Die Funktionen sind gegenüber der "Prodave V5.5" deutlich eingeschränkt. 
Um einige Datenwörter einzulesen oder zu schreiben reicht es aber allemal.

Mit der V5.5 hast du zusätzlich Zugriff auf Ein-/Ausgänge, Merker, Zähler und Zeiten.
Die Anschaffungskosten für "Prodave 5.5" belaufen sich auf einmalig ca. *500 €*

Ich wende "Prodave 5.5" häufig an und bin recht zufrieden mit den Ergebnissen.
Es hat den Vorteil dass du nicht jedesmal Lizenzen kaufen & installieren musst wenn
du einige SPS-Variabeln lesen und am Bildschirm darstellen möchtest.
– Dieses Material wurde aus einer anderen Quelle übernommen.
#[async_trait]
impl LedgerStore for PgLedgerStore {
    fn name(&self) -> &'static str {
        "postgres"
    }

    async fn ping(&self) -> Result<(), TransferError> {
        sqlx::query("SELECT 1").execute(&self.pool).await?;
        Ok(())
    }

    async fn insert_user(
        &self,
        user: NewUser,
        balances: &[Balance],
    ) -> Result<User, TransferError> {
        let mut dbtx = self.pool.begin().await?;

        let row = sqlx::query(&format!(
            r#"
            INSERT INTO users_tb
                (name, email, password_hash, country, wallet_address, public_key, private_key)
            VALUES ($1, $2, $3, $4, $5, $6, $7)
            RETURNING {USER_COLUMNS}
            "#
        ))
        .bind(&user.name)
        .bind(&user.email)
        .bind(&user.password_hash)
        .bind(&user.country)
        .bind(&user.wallet_address)
        .bind(&user.public_key)
        .bind(&user.private_key)
        .fetch_one(&mut *dbtx)
        .await
        .map_err(|e| {
            if violates_unique(&e, USERS_EMAIL_KEY) {
                TransferError::Conflict("Email already registered".into())
            } else {
                TransferError::from(e)
            }
        })?;
        let created = Self::row_to_user(&row)?;

        for b in balances {
            sqlx::query("INSERT INTO balances_tb (user_id, currency, amount) VALUES ($1, $2, $3)")
                .bind(created.user_id)
                .bind(b.currency.as_str())
                .bind(b.amount)
                .execute(&mut *dbtx)
                .await?;
        }

        dbtx.commit().await?;
        Ok(created)
    }

    async fn get_user(&self, user_id: i64) -> Result<Option<User>, TransferError> {
        let row = sqlx::query(&format!(
            "SELECT {USER_COLUMNS} FROM users_tb WHERE user_id = $1"
        ))
        .bind(user_id)
        .fetch_optional(&self.pool)
        .await?;

        row.as_ref().map(Self::row_to_user).transpose()
    }

    async fn get_user_by_email(&self, email: &str) -> Result<Option<User>, TransferError> {
        let row = sqlx::query(&format!(
            "SELECT {USER_COLUMNS} FROM users_tb WHERE email = $1"
        ))
        .bind(email)
        .fetch_optional(&self.pool)
        .await?;

        row.as_ref().map(Self::row_to_user).transpose()
    }

    async fn list_other_users(&self, exclude_user_id: i64) -> Result<Vec<User>, TransferError> {
        let rows = sqlx::query(&format!(
            "SELECT {USER_COLUMNS} FROM users_tb WHERE user_id <> $1 ORDER BY name, user_id"
        ))
        .bind(exclude_user_id)
        .fetch_all(&self.pool)
        .await?;

        rows.iter().map(Self::row_to_user).collect()
    }

    async fn get_balances(&self, user_id: i64) -> Result<Vec<Balance>, TransferError> {
        let rows = sqlx::query(
            "SELECT currency, amount FROM balances_tb WHERE user_id = $1 ORDER BY currency",
        )
        .bind(user_id)
        .fetch_all(&self.pool)
        .await?;

        rows.iter()
            .map(|row| -> Result<Balance, TransferError> {
                let code: String = row.try_get("currency")?;
                Ok(Balance::new(parse_currency(&code)?, row.try_get("amount")?))
            })
            .collect()
    }

    async fn get_balance(
        &self,
        user_id: i64,
        currency: Currency,
    ) -> Result<Option<Decimal>, TransferError> {
        let amount = sqlx::query_scalar::<_, Decimal>(
            "SELECT amount FROM balances_tb WHERE user_id = $1 AND currency = $2",
        )
        .bind(user_id)
        .bind(currency.as_str())
        .fetch_optional(&self.pool)
        .await?;

        Ok(amount)
    }

    async fn accept_transfer(
        &self,
        tx: NewTransaction,
        run_at: DateTime<Utc>,
    ) -> Result<TransactionRecord, TransferError> {
        let mut dbtx = self.pool.begin().await?;

        // Conditional decrement: the balance never goes below zero
        let debited = sqlx::query(
            "UPDATE balances_tb SET amount = amount - $1, updated_at = NOW()
             WHERE user_id = $2 AND currency = $3 AND amount >= $1",
        )
        .bind(tx.total_debit())
        .bind(tx.sender_id)
        .bind(tx.source_currency.as_str())
        .execute(&mut *dbtx)
        .await?;

        if debited.rows_affected() == 0 {
            return Err(TransferError::InsufficientFunds);
        }

        let id = sqlx::query_scalar::<_, i64>(
            r#"
            INSERT INTO transactions_tb
                (tx_id, sender_id, receiver_id, amount, source_currency, target_currency,
                 status, exchange_rate, settled_amount, fee, gas_used, signature,
                 created_at, updated_at)
            VALUES ($1, $2, $3, $4, $5, $6, $7, $8, $9, $10, $11, $12, $13, $13)
            RETURNING id
            "#,
        )
        .bind(tx.tx_id.to_string())
        .bind(tx.sender_id)
        .bind(tx.receiver_id)
        .bind(tx.amount)
        .bind(tx.source_currency.as_str())
        .bind(tx.target_currency.as_str())
        .bind(TransactionStatus::Initiated.id())
        .bind(tx.exchange_rate)
        .bind(tx.settled_amount)
        .bind(tx.fee)
        .bind(tx.gas_used)
        .bind(&tx.signature)
        .bind(tx.created_at)
        .fetch_one(&mut *dbtx)
        .await?;

        sqlx::query("INSERT INTO settlement_jobs_tb (tx_id, run_at) VALUES ($1, $2)")
            .bind(tx.tx_id.to_string())
            .bind(run_at)
            .execute(&mut *dbtx)
            .await?;

        dbtx.commit().await?;
        Ok(tx.into_record(id))
    }

    async fn get_transaction(
        &self,
        tx_id: &TransactionId,
    ) -> Result<Option<TransactionRecord>, TransferError> {
        let row = sqlx::query(&format!(
            "SELECT {TX_COLUMNS} FROM transactions_tb t WHERE t.tx_id = $1"
        ))
        .bind(tx_id.to_string())
        .fetch_optional(&self.pool)
        .await?;

        row.as_ref().map(Self::row_to_record).transpose()
    }

    async fn list_user_transactions(
        &self,
        user_id: i64,
    ) -> Result<Vec<TransactionView>, TransferError> {
        let rows = sqlx::query(&format!(
            r#"
            SELECT {TX_COLUMNS},
                   u.user_id AS cp_user_id, u.name AS cp_name, u.email AS cp_email
            FROM transactions_tb t
            JOIN users_tb u ON u.user_id =
                CASE WHEN t.sender_id = $1 THEN t.receiver_id ELSE t.sender_id END
            WHERE t.sender_id = $1 OR t.receiver_id = $1
            ORDER BY t.created_at DESC, t.id DESC
            "#
        ))
        .bind(user_id)
        .fetch_all(&self.pool)
        .await?;

        rows.iter()
            .map(|row| -> Result<TransactionView, TransferError> {
                let record = Self::row_to_record(row)?;
                let direction = if record.sender_id == user_id {
                    Direction::Sent
                } else {
                    Direction::Received
                };
                Ok(TransactionView {
                    direction,
                    counterparty: Counterparty {
                        user_id: row.try_get("cp_user_id")?,
                        name: row.try_get("cp_name")?,
                        email: row.try_get("cp_email")?,
                    },
                    record,
                })
            })
            .collect()
    }

    async fn claim_due_jobs(
        &self,
        worker: &str,
        now: DateTime<Utc>,
        lease: Duration,
        limit: usize,
    ) -> Result<Vec<SettlementJob>, TransferError> {
        let rows = sqlx::query(
            r#"
            UPDATE settlement_jobs_tb
            SET claimed_by = $1, claimed_at = $2, attempts = attempts + 1
            WHERE tx_id IN (
                SELECT tx_id FROM settlement_jobs_tb
                WHERE run_at <= $2
                  AND (claimed_at IS NULL OR claimed_at <= $2 - make_interval(secs => $3))
                ORDER BY run_at, tx_id
                LIMIT $4
                FOR UPDATE SKIP LOCKED
            )
            RETURNING tx_id, run_at, claimed_by, claimed_at, attempts
            "#,
        )
        .bind(worker)
        .bind(now)
        .bind(lease.as_secs_f64())
        .bind(limit as i64)
        .fetch_all(&self.pool)
        .await?;

        let mut jobs = rows
            .iter()
            .map(|row| -> Result<SettlementJob, TransferError> {
                let tx_id: String = row.try_get("tx_id")?;
                Ok(SettlementJob {
                    tx_id: tx_id
                        .parse()
                        .map_err(|e| TransferError::Internal(format!("bad tx_id {tx_id}: {e}")))?,
                    run_at: row.try_get("run_at")?,
                    claimed_by: row.try_get("claimed_by")?,
                    claimed_at: row.try_get("claimed_at")?,
                    attempts: row.try_get("attempts")?,
                })
            })
            .collect::<Result<Vec<_>, TransferError>>()?;

        // RETURNING does not preserve the subquery order
        jobs.sort_by_key(|j| (j.run_at, j.tx_id));
        Ok(jobs)
    }

    async fn settle(
        &self,
        tx_id: &TransactionId,
        block_height: i64,
    ) -> Result<SettleOutcome, TransferError> {
        let mut dbtx = self.pool.begin().await?;

        let current = Self::lock_transaction(&mut dbtx, tx_id).await?;
        if !current.status.can_transition_to(TransactionStatus::Settled) {
            Self::delete_job(&mut dbtx, tx_id).await?;
            dbtx.commit().await?;
            return Ok(SettleOutcome::Skipped(current.status));
        }

        Self::credit(
            &mut dbtx,
            current.receiver_id,
            current.target_currency,
            current.settled_amount,
        )
        .await?;
        let updated = Self::transition_from_initiated(
            &mut dbtx,
            tx_id,
            TransactionStatus::Settled,
            Some(block_height),
            None,
        )
        .await?;
        Self::delete_job(&mut dbtx, tx_id).await?;

        dbtx.commit().await?;
        Ok(SettleOutcome::Applied(updated))
    }

    async fn fail_and_refund(
        &self,
        tx_id: &TransactionId,
        reason: &str,
    ) -> Result<SettleOutcome, TransferError> {
        let mut dbtx = self.pool.begin().await?;

        let current = Self::lock_transaction(&mut dbtx, tx_id).await?;
        if !current.status.can_transition_to(TransactionStatus::Failed) {
            Self::delete_job(&mut dbtx, tx_id).await?;
            dbtx.commit().await?;
            return Ok(SettleOutcome::Skipped(current.status));
        }

        Self::credit(
            &mut dbtx,
            current.sender_id,
            current.source_currency,
            current.total_debit(),
        )
        .await?;
        let updated = Self::transition_from_initiated(
            &mut dbtx,
            tx_id,
            TransactionStatus::Failed,
            None,
            Some(reason),
        )
        .await?;
        Self::delete_job(&mut dbtx, tx_id).await?;

        dbtx.commit().await?;
        Ok(SettleOutcome::Applied(updated))
    }

    async fn pending_job_count(&self) -> Result<usize, TransferError> {
        let count = sqlx::query_scalar::<_, i64>("SELECT COUNT(*) FROM settlement_jobs_tb")
            .fetch_one(&self.pool)
            .await?;
        Ok(count as usize)
    }
}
Man stösst aber relativ schnell an die Leistungsgrenzen der Prodave-DLL und ich würde 
eine grössere Anlagen-Visualisierung doch eher mit "WinCC" oder "ProTool" machen.

Gruss 
Guido


----------



## plc_tippser (19 Juni 2004)

Heißt das, dass man Prodave einmal kauft und dann immer wieder benutzen kann?

pt


----------



## Guido (21 Juni 2004)

Hallo,

ich habe mir die "Allgemeinen Bediengungen zur Überlassung von Software"
nochmals genauer angesehen und möchte kurz berichtigen, dass es sich
bei der "*Prodave MPI V5.5*" um eine Einfach-Lizenz handelt, welche auch 
nur einmal in einem Projekt verwendet werden soll.
SIEMENS bietet aber auch die Möglichkeit das Softwarepacket als "Kopierlizenz"
zu erwerben, wo dann die Anzahl der Vervielfältigungen schriftlich festgelegt ist.

Gruss
Guido


----------



## Gerhard Bäurle (21 Juni 2004)

Hallo,

und als Alternative zu Prodave gibt es *ACCON-AGLink* ...
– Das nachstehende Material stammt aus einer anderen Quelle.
//! Data models for user accounts and balances

use chrono::{DateTime, Utc};
use rust_decimal::Decimal;
use serde::Serialize;
use utoipa::ToSchema;

use crate::money::Currency;

/// User account
///
/// Wallet fields are generated once at registration and never rotated.
#[derive(Debug, Clone, Serialize)]
pub struct User {
    pub user_id: i64,
    pub name: String,
    pub email: String,
    #[serde(skip_serializing)]
    pub password_hash: String,
    pub country: String,
    pub wallet_address: String,
    pub public_key: String,
    #[serde(skip_serializing)]
    pub private_key: String,
    pub created_at: DateTime<Utc>,
}

impl User {
    pub fn profile(&self) -> UserProfile {
        UserProfile {
            user_id: self.user_id,
            name: self.name.clone(),
            email: self.email.clone(),
            country: self.country.clone(),
            wallet_address: self.wallet_address.clone(),
            public_key: self.public_key.clone(),
            created_at: self.created_at,
        }
    }

    pub fn directory_entry(&self) -> DirectoryEntry {
        DirectoryEntry {
            user_id: self.user_id,
            name: self.name.clone(),
            email: self.email.clone(),
            country: self.country.clone(),
            wallet_address: self.wallet_address.clone(),
        }
    }
}

/// User fields ready for insertion; the store assigns `user_id`
#[derive(Debug, Clone)]
pub struct NewUser {
    pub name: String,
    pub email: String,
    pub password_hash: String,
    pub country: String,
    pub wallet_address: String,
    pub public_key: String,
    pub private_key: String,
}

/// Public view of a user (never carries key material beyond the public key)
#[derive(Debug, Clone, PartialEq, Serialize, ToSchema)]
pub struct UserProfile {
    pub user_id: i64,
    #[schema(example = "Alice")]
    pub name: String,
    #[schema(example = "alice@example.com")]
    pub email: String,
    #[schema(example = "DE")]
    pub country: String,
    pub wallet_address: String,
    pub public_key: String,
    pub created_at: DateTime<Utc>,
}

/// Entry of the user directory shown to other users
#[derive(Debug, Clone, PartialEq, Serialize, ToSchema)]
pub struct DirectoryEntry {
    pub user_id: i64,
    pub name: String,
    pub email: String,
    pub country: String,
    pub wallet_address: String,
}

/// Balance row: one per (user, currency)
#[derive(Debug, Clone, PartialEq, Serialize, ToSchema)]
pub struct Balance {
    pub currency: Currency,
    #[schema(value_type = String, example = "7321.55")]
    pub amount: Decimal,
}

impl Balance {
    pub fn new(currency: Currency, amount: Decimal) -> Self {
        Self { currency, amount }
    }
}

/// Profile with current balances
#[derive(Debug, Clone, Serialize, ToSchema)]
pub struct UserWithBalances {
    #[serde(flatten)]
    pub profile: UserProfile,
    pub balances: Vec<Balance>,
}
... mit folgenden Möglichkeiten:
 - Entwicklungs- oder Einzellizenz
 - die Einzellizenz umfasst MPI, TCP/IP, Profibus, PPI und AS511 (also S7 und S5)
 - Die Entwicklungslizenz umfasst beliebig viele Runtime
 - als W32-DLL für Delphi, Visual Basic, C/C++, C#, VB.NET, Excel-VBA, LabVIEW

Weitere Informationen:
http://www.deltalogic.de/software/aglink.htm

Downloadseite für Infos und Demos:
http://www.deltalogic.de/download/aglink.htm

Kostenlose Beratung unter 07171-916-112 oder
support@deltalogic.de

Viele Grüße

Gerhard Bäurle


----------



## Gerhard Bäurle (21 Juni 2004)

Nachtrag:
Beim Ingenieuerbüro Bauer gibt es mit

http://www.showit.de

auch eine Lösung so in Richtung Protool/Intouch,
vermutlich - zumindest bei kleine Anlagen - deutlich
günstiger.


----------